WHAT NEEDS TO BE DONE
The complete listing should be copied out exactly.

DATA UNDER STUDY
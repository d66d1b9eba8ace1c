//! Transport seam used by the [`super::Bridge`].
//!
//! A [`Connection`] is an already-accepted duplex stream. The bridge only
//! needs three things from it: pull the next inbound frame (which it
//! discards), push one [`Message`] out, and close.

use async_trait::async_trait;

use super::Message;

/// Failures raised by a [`Connection`].
#[derive(Debug, thiserror::Error)]
pub enum TransportError {
    /// The peer is gone or the connection was already closed.
    #[error("connection closed")]
    Closed,

    /// Reading from the connection failed.
    #[error("read failed: {0}")]
    Read(String),

    /// Writing to the connection failed.
    #[error("write failed: {0}")]
    Write(String),

    /// The message could not be encoded for the wire.
    #[error("encode failed: {0}")]
    Encode(#[from] serde_json::Error),
}

/// A long-lived duplex connection to one subscriber.
///
/// `recv` and `send` are called concurrently from two different tasks, so
/// implementations must not hold a shared lock across both directions.
#[async_trait]
pub trait Connection: Send + Sync + 'static {
    /// Waits for the next inbound frame and returns its size in bytes.
    ///
    /// Returns `Ok(None)` once the peer has closed its side.
    ///
    /// # Errors
    ///
    /// Returns [`TransportError`] if the underlying read fails.
    async fn recv(&self) -> Result<Option<usize>, TransportError>;

    /// Encodes and writes one message.
    ///
    /// # Errors
    ///
    /// Returns [`TransportError`] if the message cannot be encoded or the
    /// peer can no longer be written to.
    async fn send(&self, message: &Message) -> Result<(), TransportError>;

    /// Closes the connection. Closing twice must be harmless.
    ///
    /// # Errors
    ///
    /// Returns [`TransportError`] if the close handshake could not be sent.
    async fn close(&self) -> Result<(), TransportError>;
}
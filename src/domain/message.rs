//! Immutable broadcast payload.
//!
//! [`Message`] wraps a reference-counted [`Bytes`] buffer so fanning one
//! message out to many subscribers never copies the payload. The core
//! imposes no structure on the bytes; the transport layer decides how to
//! put them on the wire.

use std::fmt;

use bytes::Bytes;

/// A message that was broadcast.
///
/// Cloning is cheap: every clone shares the same underlying buffer.
#[derive(Clone, PartialEq, Eq, Hash)]
pub struct Message {
    data: Bytes,
}

impl Message {
    /// Creates a message from raw bytes.
    #[must_use]
    pub fn new(data: impl Into<Bytes>) -> Self {
        Self { data: data.into() }
    }

    /// Creates a message from text.
    #[must_use]
    pub fn from_text(text: impl Into<String>) -> Self {
        Self {
            data: Bytes::from(text.into()),
        }
    }

    /// Returns the raw payload.
    #[must_use]
    pub fn data(&self) -> &Bytes {
        &self.data
    }

    /// Returns the payload as text, replacing invalid UTF-8 sequences.
    #[must_use]
    pub fn as_text(&self) -> std::borrow::Cow<'_, str> {
        String::from_utf8_lossy(&self.data)
    }

    /// Payload length in bytes.
    #[must_use]
    pub fn len(&self) -> usize {
        self.data.len()
    }

    /// Returns `true` if the payload is empty.
    #[must_use]
    pub fn is_empty(&self) -> bool {
        self.data.is_empty()
    }
}

impl fmt::Debug for Message {
    fn fmt(&self, f: &mut fmt::Formatter<'_>) -> fmt::Result {
        f.debug_struct("Message")
            .field("len", &self.data.len())
            .field("data", &self.as_text())
            .finish()
    }
}

impl From<&'static str> for Message {
    fn from(text: &'static str) -> Self {
        Self::new(Bytes::from_static(text.as_bytes()))
    }
}

impl From<String> for Message {
    fn from(text: String) -> Self {
        Self::from_text(text)
    }
}

impl From<Vec<u8>> for Message {
    fn from(data: Vec<u8>) -> Self {
        Self::new(data)
    }
}
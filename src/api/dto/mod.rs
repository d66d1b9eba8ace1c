//! Data Transfer Objects for REST request/response serialization.

pub mod broadcast_dto;

pub use broadcast_dto::*;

OUTPUT FOR THIS EXERCISE
repository d66d1b9eba8ace1c
//! Transport seam used by the [`super::Bridge`].
//!
//! A [`Connection`] is an already-accepted duplex stream. The bridge only
//! needs three things from it: pull the next inbound frame (which it
//! discards), push one [`Message`] out, and close.

use async_trait::async_trait;

use super::Message;

/// Failures raised by a [`Connection`].
#[derive(Debug, thiserror::Error)]
pub enum TransportError {
    /// The peer is gone or the connection was already closed.
    #[error("connection closed")]
    Closed,

    /// Reading from the connection failed.
    #[error("read failed: {0}")]
    Read(String),

    /// Writing to the connection failed.
    #[error("write failed: {0}")]
    Write(String),

    /// The message could not be encoded for the wire.
    #[error("encode failed: {0}")]
    Encode(#[from] serde_json::Error),
}

/// A long-lived duplex connection to one subscriber.
///
/// `recv` and `send` are called concurrently from two different tasks, so
/// implementations must not hold a shared lock across both directions.
#[async_trait]
pub trait Connection: Send + Sync + 'static {
    /// Waits for the next inbound frame and returns its size in bytes.
    ///
    /// Returns `Ok(None)` once the peer has closed its side.
    ///
    /// # Errors
    ///
    /// Returns [`TransportError`] if the underlying read fails.
    async fn recv(&self) -> Result<Option<usize>, TransportError>;

    /// Encodes and writes one message.
    ///
    /// # Errors
    ///
    /// Returns [`TransportError`] if the message cannot be encoded or the
    /// peer can no longer be written to.
    async fn send(&self, message: &Message) -> Result<(), TransportError>;

    /// Closes the connection. Closing twice must be harmless.
    ///
    /// # Errors
    ///
    /// Returns [`TransportError`] if the close handshake could not be sent.
    async fn close(&self) -> Result<(), TransportError>;
}
filename src/domain/message.rs
//! Immutable broadcast payload.
//!
//! [`Message`] wraps a reference-counted [`Bytes`] buffer so fanning one
//! message out to many subscribers never copies the payload. The core
//! imposes no structure on the bytes; the transport layer decides how to
//! put them on the wire.

use std::fmt;

use bytes::Bytes;

/// A message that was broadcast.
///
/// Cloning is cheap: every clone shares the same underlying buffer.
#[derive(Clone, PartialEq, Eq, Hash)]
pub struct Message {
    data: Bytes,
}

impl Message {
    /// Creates a message from raw bytes.
    #[must_use]
    pub fn new(data: impl Into<Bytes>) -> Self {
        Self { data: data.into() }
    }

    /// Creates a message from text.
    #[must_use]
    pub fn from_text(text: impl Into<String>) -> Self {
        Self {
            data: Bytes::from(text.into()),
        }
    }

    /// Returns the raw payload.
    #[must_use]
    pub fn data(&self) -> &Bytes {
        &self.data
    }

    /// Returns the payload as text, replacing invalid UTF-8 sequences.
    #[must_use]
    pub fn as_text(&self) -> std::borrow::Cow<'_, str> {
        String::from_utf8_lossy(&self.data)
    }

    /// Payload length in bytes.
    #[must_use]
    pub fn len(&self) -> usize {
        self.data.len()
    }

    /// Returns `true` if the payload is empty.
    #[must_use]
    pub fn is_empty(&self) -> bool {
        self.data.is_empty()
    }
}

impl fmt::Debug for Message {
    fn fmt(&self, f: &mut fmt::Formatter<'_>) -> fmt::Result {
        f.debug_struct("Message")
            .field("len", &self.data.len())
            .field("data", &self.as_text())
            .finish()
    }
}

impl From<&'static str> for Message {
    fn from(text: &'static str) -> Self {
        Self::new(Bytes::from_static(text.as_bytes()))
    }
}

impl From<String> for Message {
    fn from(text: String) -> Self {
        Self::from_text(text)
    }
}

impl From<Vec<u8>> for Message {
    fn from(data: Vec<u8>) -> Self {
        Self::new(data)
    }
}
filename src/api/dto/mod.rs
repository d66d1b9eba8ace1c
//! Data Transfer Objects for REST request/response serialization.

pub mod broadcast_dto;

pub use broadcast_dto::*;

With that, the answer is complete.